[RECORDS SUPPLIED — start]

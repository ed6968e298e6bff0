use std::path::Path;

use axum::body::{to_bytes, Body};
use axum::http::Request;
use tower::ServiceExt;
use ulasan_corpus::SourceDocument;
use ulasan_sentiment::Lexicons;

use super::*;

fn analyzer() -> Arc<Analyzer> {
    Arc::new(Analyzer::indonesian(Arc::new(
        Lexicons::builtin().expect("builtin lexicons"),
    )))
}

fn sample_corpus(analyzer: &Analyzer) -> Corpus {
    Corpus::build(
        analyzer,
        vec![
            SourceDocument::new("001.txt", "Harganya mahal sekali"),
            SourceDocument::new("002.txt", "Makanannya enak dan pelayanannya ramah"),
            SourceDocument::new("003.txt", "Tolong parkirnya diperluas"),
            SourceDocument::new("004.txt", "Terlalu mahal, porsinya kecil"),
        ],
    )
    .expect("corpus")
}

fn state_with(corpus: Option<Corpus>, data_dir: &Path) -> AppState {
    AppState {
        corpus: SharedCorpus::new(corpus),
        analyzer: analyzer(),
        data_dir: Arc::new(data_dir.to_path_buf()),
        display_limit: 10,
    }
}

fn loaded_state() -> AppState {
    let analyzer = analyzer();
    let corpus = sample_corpus(&analyzer);
    AppState {
        corpus: SharedCorpus::new(Some(corpus)),
        analyzer,
        data_dir: Arc::new(PathBuf::from("/nonexistent/ulasan-data")),
        display_limit: 10,
    }
}

async fn send(app: Router, method: Method, uri: &str) -> (StatusCode, serde_json::Value) {
    let response = app
        .oneshot(
            Request::builder()
                .method(method)
                .uri(uri)
                .body(Body::empty())
                .expect("request"),
        )
        .await
        .expect("response");

    let status = response.status();
    let body = to_bytes(response.into_body(), usize::MAX)
        .await
        .expect("body bytes");
    let json = serde_json::from_slice(&body).expect("json parse");
    (status, json)
}

async fn get_json(app: Router, uri: &str) -> (StatusCode, serde_json::Value) {
    send(app, Method::GET, uri).await
}

#[test]
fn normalize_limit_applies_defaults_and_bounds() {
    assert_eq!(normalize_limit(None, 50), 50);
    assert_eq!(normalize_limit(Some(0), 50), 1);
    assert_eq!(normalize_limit(Some(1_000), 50), 200);
    assert_eq!(normalize_limit(Some(25), 50), 25);
}

#[test]
fn api_error_codes_map_to_statuses() {
    let cases = [
        ("bad_request", StatusCode::BAD_REQUEST),
        ("not_found", StatusCode::NOT_FOUND),
        ("no_data", StatusCode::SERVICE_UNAVAILABLE),
        ("internal_error", StatusCode::INTERNAL_SERVER_ERROR),
    ];
    for (code, status) in cases {
        let response = ApiError::new("req-1", code, "message").into_response();
        assert_eq!(response.status(), status, "code {code}");
    }
}

#[test]
fn corpus_errors_map_to_codes() {
    let missing = CorpusError::MissingDirectory {
        path: PathBuf::from("/missing"),
    };
    assert_eq!(map_corpus_error("r".into(), &missing).error.code, "no_data");

    let io = CorpusError::Io {
        path: PathBuf::from("/data"),
        source: std::io::Error::other("disk"),
    };
    assert_eq!(map_corpus_error("r".into(), &io).error.code, "internal_error");
}

#[test]
fn shared_corpus_swaps_without_touching_held_snapshots() {
    let analyzer = analyzer();
    let shared = SharedCorpus::new(Some(sample_corpus(&analyzer)));
    let before = shared.current().expect("loaded");

    let replacement = Corpus::build(
        &analyzer,
        vec![SourceDocument::new("new.txt", "enak")],
    )
    .expect("corpus");
    shared.replace(replacement);

    assert_eq!(before.len(), 4);
    assert_eq!(shared.current().expect("loaded").len(), 1);
}

#[tokio::test]
async fn health_reports_loaded_corpus() {
    let (status, json) = get_json(build_app(loaded_state()), "/api/v1/health").await;
    assert_eq!(status, StatusCode::OK);
    assert_eq!(json["data"]["status"], "ok");
    assert_eq!(json["data"]["documents"], 4);
    assert!(json["meta"]["request_id"].is_string());
}

#[tokio::test]
async fn health_is_degraded_without_corpus() {
    let tmp = tempfile::tempdir().expect("tempdir");
    let app = build_app(state_with(None, tmp.path()));
    let (status, json) = get_json(app, "/api/v1/health").await;
    assert_eq!(status, StatusCode::SERVICE_UNAVAILABLE);
    assert_eq!(json["data"]["status"], "degraded");
}

#[tokio::test]
async fn request_id_header_is_echoed() {
    let response = build_app(loaded_state())
        .oneshot(
            Request::builder()
                .uri("/api/v1/health")
                .header("x-request-id", "trace-42")
                .body(Body::empty())
                .expect("request"),
        )
        .await
        .expect("response");
    assert_eq!(
        response
            .headers()
            .get("x-request-id")
            .and_then(|v| v.to_str().ok()),
        Some("trace-42")
    );
}

#[tokio::test]
async fn summary_counts_categories() {
    let (status, json) = get_json(build_app(loaded_state()), "/api/v1/summary").await;
    assert_eq!(status, StatusCode::OK);
    assert_eq!(json["data"]["total"], 4);

    let categories = json["data"]["categories"].as_array().expect("categories");
    assert_eq!(categories.len(), 4);
    let negative = categories
        .iter()
        .find(|c| c["category"] == "NEGATIVE")
        .expect("negative row");
    assert_eq!(negative["count"], 2);
    assert!((negative["percentage"].as_f64().expect("pct") - 50.0).abs() < 1e-9);
}

#[tokio::test]
async fn summary_without_corpus_is_no_data() {
    let tmp = tempfile::tempdir().expect("tempdir");
    let app = build_app(state_with(None, tmp.path()));
    let (status, json) = get_json(app, "/api/v1/summary").await;
    assert_eq!(status, StatusCode::SERVICE_UNAVAILABLE);
    assert_eq!(json["error"]["code"], "no_data");
}

#[tokio::test]
async fn documents_filter_by_category_and_limit() {
    let app = build_app(loaded_state());
    let (status, json) = get_json(app.clone(), "/api/v1/documents?category=negative").await;
    assert_eq!(status, StatusCode::OK);
    let ids: Vec<i64> = json["data"]
        .as_array()
        .expect("data array")
        .iter()
        .filter_map(|d| d["id"].as_i64())
        .collect();
    assert_eq!(ids, vec![1, 4]);

    let (_, json) = get_json(app, "/api/v1/documents?limit=1").await;
    assert_eq!(json["data"].as_array().map(Vec::len), Some(1));
}

#[tokio::test]
async fn documents_reject_unknown_category() {
    let (status, json) =
        get_json(build_app(loaded_state()), "/api/v1/documents?category=neutral").await;
    assert_eq!(status, StatusCode::BAD_REQUEST);
    assert_eq!(json["error"]["code"], "bad_request");
}

#[tokio::test]
async fn document_by_id() {
    let app = build_app(loaded_state());
    let (status, json) = get_json(app.clone(), "/api/v1/documents/2").await;
    assert_eq!(status, StatusCode::OK);
    assert_eq!(json["data"]["file_name"], "002.txt");
    assert_eq!(json["data"]["category"], "POSITIVE");
    assert_eq!(json["data"]["scores"]["positive"], 1.0);

    let (status, json) = get_json(app, "/api/v1/documents/99").await;
    assert_eq!(status, StatusCode::NOT_FOUND);
    assert_eq!(json["error"]["code"], "not_found");
}

#[tokio::test]
async fn search_ranks_matches() {
    let (status, json) = get_json(build_app(loaded_state()), "/api/v1/search?q=mahal").await;
    assert_eq!(status, StatusCode::OK);
    assert_eq!(json["data"]["query"], "mahal");
    assert_eq!(json["data"]["total"], 2);

    let results = json["data"]["results"].as_array().expect("results");
    assert_eq!(results[0]["file_name"], "001.txt");
    let scores: Vec<f64> = results
        .iter()
        .filter_map(|r| r["relevance_score"].as_f64())
        .collect();
    assert!(scores.windows(2).all(|w| w[0] >= w[1]));
    assert!(scores.iter().all(|s| *s > 0.0));
}

#[tokio::test]
async fn search_limit_truncates_but_reports_total() {
    let (_, json) = get_json(build_app(loaded_state()), "/api/v1/search?q=mahal&limit=1").await;
    assert_eq!(json["data"]["total"], 2);
    assert_eq!(json["data"]["results"].as_array().map(Vec::len), Some(1));
}

#[tokio::test]
async fn search_requires_query() {
    let app = build_app(loaded_state());
    let (status, json) = get_json(app.clone(), "/api/v1/search").await;
    assert_eq!(status, StatusCode::BAD_REQUEST);
    assert_eq!(json["error"]["code"], "bad_request");

}

#[tokio::test]
async fn blank_query_returns_empty_list() {
    let (status, json) = get_json(build_app(loaded_state()), "/api/v1/search?q=%20%20").await;
    assert_eq!(status, StatusCode::OK);
    assert_eq!(json["data"]["query"], "");
    assert_eq!(json["data"]["total"], 0);
    assert_eq!(json["data"]["results"].as_array().map(Vec::len), Some(0));
}

#[tokio::test]
async fn stopword_query_returns_empty_list() {
    let (status, json) = get_json(build_app(loaded_state()), "/api/v1/search?q=yang").await;
    assert_eq!(status, StatusCode::OK);
    assert_eq!(json["data"]["total"], 0);
    assert_eq!(json["data"]["results"].as_array().map(Vec::len), Some(0));
}

#[tokio::test]
async fn reload_swaps_in_directory_contents() {
    let tmp = tempfile::tempdir().expect("tempdir");
    std::fs::write(tmp.path().join("a.txt"), "Sambalnya enak").expect("write");
    std::fs::write(tmp.path().join("b.txt"), "Mohon tambah menu").expect("write");

    let app = build_app(state_with(None, tmp.path()));
    let (status, json) = send(app.clone(), Method::POST, "/api/v1/reload").await;
    assert_eq!(status, StatusCode::OK);
    assert_eq!(json["data"]["documents"], 2);
    assert_eq!(json["data"]["summary"]["suggestion"], 1);

    let (status, json) = get_json(app, "/api/v1/health").await;
    assert_eq!(status, StatusCode::OK);
    assert_eq!(json["data"]["documents"], 2);
}

#[tokio::test]
async fn reload_waits_for_in_flight_reload() {
    let tmp = tempfile::tempdir().expect("tempdir");
    std::fs::write(tmp.path().join("a.txt"), "Sambalnya enak").expect("write");
    let state = state_with(None, tmp.path());
    let app = build_app(state.clone());

    let guard = state.corpus.begin_reload().await;
    let pending = tokio::spawn(send(app, Method::POST, "/api/v1/reload"));
    tokio::time::sleep(std::time::Duration::from_millis(50)).await;
    assert!(!pending.is_finished());
    assert!(state.corpus.current().is_none());

    drop(guard);
    let (status, json) = pending.await.expect("reload task");
    assert_eq!(status, StatusCode::OK);
    assert_eq!(json["data"]["documents"], 1);
    assert_eq!(state.corpus.current().expect("loaded").len(), 1);
}

#[tokio::test]
async fn failed_reload_keeps_previous_corpus() {
    let app = build_app(loaded_state());
    let (status, json) = send(app.clone(), Method::POST, "/api/v1/reload").await;
    assert_eq!(status, StatusCode::SERVICE_UNAVAILABLE);
    assert_eq!(json["error"]["code"], "no_data");

    let (status, json) = get_json(app, "/api/v1/summary").await;
    assert_eq!(status, StatusCode::OK);
    assert_eq!(json["data"]["total"], 4);
}
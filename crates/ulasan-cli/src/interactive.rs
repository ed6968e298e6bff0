//! Menu-driven search session over arbitrary input and output handles.

use std::io::{self, BufRead, Write};

use ulasan_corpus::Corpus;
use ulasan_sentiment::Analyzer;

use crate::render;

pub(crate) struct Session<'a> {
    pub corpus: &'a Corpus,
    pub analyzer: &'a Analyzer,
    pub display_limit: usize,
}

impl Session<'_> {
    /// Print the summary, then loop on the menu until exit or end of input.
    pub(crate) fn run(&self, mut input: impl BufRead, out: &mut impl Write) -> anyhow::Result<()> {
        render::write_summary(out, &self.corpus.summary())?;

        loop {
            write_menu(out)?;
            let Some(choice) = prompt(&mut input, out, "Choose an option (1-3): ")? else {
                break;
            };
            match choice.as_str() {
                "1" => {
                    if !self.search_mode(&mut input, out)? {
                        break;
                    }
                }
                "2" => render::write_summary(out, &self.corpus.summary())?,
                "3" => break,
                _ => writeln!(out, "Invalid choice, pick 1-3.")?,
            }
        }

        writeln!(out, "Goodbye.")?;
        Ok(())
    }

    /// Returns `false` when input ran out.
    fn search_mode(&self, input: &mut impl BufRead, out: &mut impl Write) -> anyhow::Result<bool> {
        render::write_rule(out, '-')?;
        writeln!(out, "SEARCH MODE (type 'back' to return to the menu)")?;
        render::write_rule(out, '-')?;

        loop {
            let Some(query) = prompt(input, out, "Query: ")? else {
                return Ok(false);
            };
            if query.eq_ignore_ascii_case("back") {
                return Ok(true);
            }
            if query.is_empty() {
                writeln!(out, "Query must not be empty.")?;
                continue;
            }

            let results = self.corpus.search_with(self.analyzer, &query)?;
            render::write_search_results(out, &query, &results, self.display_limit)?;
        }
    }
}

fn write_menu(out: &mut impl Write) -> io::Result<()> {
    writeln!(out)?;
    render::write_rule(out, '=')?;
    writeln!(out, "MENU")?;
    render::write_rule(out, '=')?;
    writeln!(out, "1. Search comments")?;
    writeln!(out, "2. Show summary")?;
    writeln!(out, "3. Exit")?;
    render::write_rule(out, '=')
}

/// Read one trimmed line; `None` at end of input.
fn prompt(
    input: &mut impl BufRead,
    out: &mut impl Write,
    label: &str,
) -> io::Result<Option<String>> {
    write!(out, "{label}")?;
    out.flush()?;
    let mut line = String::new();
    if input.read_line(&mut line)? == 0 {
        return Ok(None);
    }
    Ok(Some(line.trim().to_string()))
}
mod api;
mod middleware;

use std::sync::Arc;

use anyhow::Context;
use tracing_subscriber::EnvFilter;
use ulasan_corpus::Corpus;
use ulasan_sentiment::{Analyzer, Lexicons};

use crate::api::{build_app, AppState, SharedCorpus};

#[tokio::main]
async fn main() -> anyhow::Result<()> {
    let config = ulasan_core::load_app_config()?;
    let env_filter = EnvFilter::try_from_default_env()
        .or_else(|_| EnvFilter::try_new(config.log_level.clone()))?;
    tracing_subscriber::fmt().with_env_filter(env_filter).init();

    let lexicons = Lexicons::load(config.lexicons_path.as_deref())
        .context("failed to load lexicons")?;
    let analyzer = Arc::new(Analyzer::indonesian(Arc::new(lexicons)));

    // The API answers `no_data` until a reload succeeds.
    let corpus = match Corpus::load(&analyzer, &config.data_dir) {
        Ok(corpus) => Some(corpus),
        Err(e) => {
            tracing::warn!(
                error = %e,
                dir = %config.data_dir.display(),
                "starting without a corpus"
            );
            None
        }
    };

    let state = AppState {
        corpus: SharedCorpus::new(corpus),
        analyzer,
        data_dir: Arc::new(config.data_dir.clone()),
        display_limit: config.display_limit,
    };
    let app = build_app(state);

    tracing::info!(addr = %config.bind_addr, env = %config.env, "listening");
    let listener = tokio::net::TcpListener::bind(config.bind_addr).await?;
    axum::serve(listener, app)
        .with_graceful_shutdown(shutdown_signal())
        .await?;
    Ok(())
}

async fn shutdown_signal() {
    let ctrl_c = async {
        tokio::signal::ctrl_c()
            .await
            .expect("failed to listen for ctrl-c");
    };

    #[cfg(unix)]
    let terminate = async {
        tokio::signal::unix::signal(tokio::signal::unix::SignalKind::terminate())
            .expect("failed to install signal handler")
            .recv()
            .await;
    };

    #[cfg(not(unix))]
    let terminate = std::future::pending::<()>();

    tokio::select! {
        () = ctrl_c => {},
        () = terminate => {},
    }

    tracing::info!("received shutdown signal, starting graceful shutdown");
}
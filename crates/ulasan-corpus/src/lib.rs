//! In-memory comment corpus: ingestion, classification and relevance search.

pub mod corpus;
pub mod error;
pub mod ingest;
pub mod relevance;

pub use corpus::{CategorySummary, Corpus, DocumentRecord, SearchResult};
pub use error::CorpusError;
pub use ingest::{load_documents, IngestReport, SkipReason, SkippedFile, SourceDocument};
pub use relevance::{
    cosine, jaccard, relevance, SENTIMENT_ALIGNMENT_WEIGHT, TOKEN_OVERLAP_WEIGHT,
};
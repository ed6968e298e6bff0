use axum::{extract::State, Extension, Json};
use serde::Serialize;
use ulasan_sentiment::Category;

use crate::middleware::RequestId;

use super::{require_corpus, ApiError, ApiResponse, AppState, ResponseMeta};

#[derive(Debug, Serialize)]
pub(super) struct CategoryShare {
    category: Category,
    count: usize,
    percentage: f64,
}

#[derive(Debug, Serialize)]
pub(super) struct SummaryData {
    total: usize,
    categories: Vec<CategoryShare>,
}

pub(super) async fn get_summary(
    State(state): State<AppState>,
    Extension(req_id): Extension<RequestId>,
) -> Result<Json<ApiResponse<SummaryData>>, ApiError> {
    let corpus = require_corpus(&state, &req_id.0)?;
    let summary = corpus.summary();

    let categories = Category::ALL
        .into_iter()
        .map(|category| CategoryShare {
            category,
            count: summary.count(category),
            percentage: summary.percentage(category),
        })
        .collect();

    Ok(Json(ApiResponse {
        data: SummaryData {
            total: summary.total,
            categories,
        },
        meta: ResponseMeta::new(req_id.0),
    }))
}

[RECORDS SUPPLIED — finish]

- [AIM OF THE EXERCISE]: The number of lines in the entries holding the word "mahal" is what is needed. Supply that number only.

- [SOLUTION]: 5